● What you are asked to do: Below are entries. Reproduce exactly the lines between the line holding "wider). Returns the" and the line holding "for (i, color)", inclusive, and only those.

● Source information:
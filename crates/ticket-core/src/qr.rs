//! # The QR glyph
//!
//! Tickets carry a QR code with the fixed payload `TICKET:<id>` so a phone
//! can jump from the paper slip back to the record. On the rare encoding
//! failure the slot degrades to a bordered box with the short id, which
//! keeps the layout stable.

use log::warn;
use qrcode::{Color, QrCode};

use crate::{
    fonts::TextFace,
    raster::Canvas,
    typeset,
};

/// Quiet zone around the modules, in modules
const BORDER: u32 = 1;

/// Build the fixed QR payload for a ticket identifier
pub fn payload(id: &str) -> String {
    format!("TICKET:{}", id)
}

/// Draw the QR glyph with its top-left corner at `(x, y)`
///
/// The module scale is chosen so the glyph approaches `target` dots without
/// exceeding it (unless a single module is already wider). Returns the
/// drawn edge length in dots.
pub fn draw(
    canvas: &mut Canvas,
    x: i32,
    y: i32,
    id: &str,
    target: u32,
    fallback_face: &dyn TextFace,
) -> u32 {
    let data = payload(id);
    match QrCode::new(data.as_bytes()) {
        Ok(code) => {
            let modules = code.width() as u32;
            let colors = code.to_colors();
            let scale = (target / (modules + 2 * BORDER)).max(1);
            let size = scale * (modules + 2 * BORDER);
            for (i, color) in colors.iter().enumerate() {
                if *color == Color::Dark {
                    let mx = i as u32 % modules;
                    let my = i as u32 / modules;
                    canvas.fill_rect(
                        x + ((BORDER + mx) * scale) as i32,
                        y + ((BORDER + my) * scale) as i32,
                        scale,
                        scale,
                    );
                }
            }
            size
        }
        Err(e) => {
            warn!("QR encoding failed for {:?}: {}", data, e);
            canvas.draw_rect(x, y, target, target, 3);
            let end = id
                .char_indices()
                .nth(8)
                .map(|(i, _)| i)
                .unwrap_or(id.len());
            let short = &id[..end];
            typeset::draw_text(
                canvas,
                fallback_face,
                x + 6,
                y + (target / 2) as i32,
                short,
            );
            target
        }
    }
}

#[cfg(test)]
mod tests {
    use super::*;
    use crate::fonts::BuiltinFace;

    #[test]
    fn test_payload_scheme() {
        assert_eq!("TICKET:a1b2c3d4", payload("a1b2c3d4"));
    }

    #[test]
    fn test_draw_stays_within_target() {
        let mut canvas = Canvas::with_height(120, 120);
        let face = BuiltinFace::new(18);
        let size = draw(&mut canvas, 4, 4, "a1b2c3d4", 80, &face);
        assert!(size > 0 && size <= 80);
        assert!(canvas.ink_count() > 0);
    }

    #[test]
    fn test_finder_pattern_corner_is_dark() {
        let mut canvas = Canvas::with_height(120, 120);
        let face = BuiltinFace::new(18);
        draw(&mut canvas, 0, 0, "a1b2c3d4", 80, &face);
        // first module inside the quiet zone belongs to the finder pattern
        let modules = QrCode::new(payload("a1b2c3d4").as_bytes()).unwrap().width() as u32;
        let scale = (80 / (modules + 2)).max(1);
        assert!(canvas.ink_at(scale, scale));
    }

    #[test]
    fn test_draw_is_deterministic() {
        let face = BuiltinFace::new(18);
        let mut a = Canvas::with_height(120, 120);
        draw(&mut a, 4, 4, "a1b2c3d4", 80, &face);
        let mut b = Canvas::with_height(120, 120);
        draw(&mut b, 4, 4, "a1b2c3d4", 80, &face);
        assert_eq!(a.as_bytes(), b.as_bytes());
    }
}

● Result of this task:
/// exceeding it (unless a single module is already wider). Returns the
/// drawn edge length in dots.
pub fn draw(
    canvas: &mut Canvas,
    x: i32,
    y: i32,
    id: &str,
    target: u32,
    fallback_face: &dyn TextFace,
) -> u32 {
    let data = payload(id);
    match QrCode::new(data.as_bytes()) {
        Ok(code) => {
            let modules = code.width() as u32;
            let colors = code.to_colors();
            let scale = (target / (modules + 2 * BORDER)).max(1);
            let size = scale * (modules + 2 * BORDER);
            for (i, color) in colors.iter().enumerate() {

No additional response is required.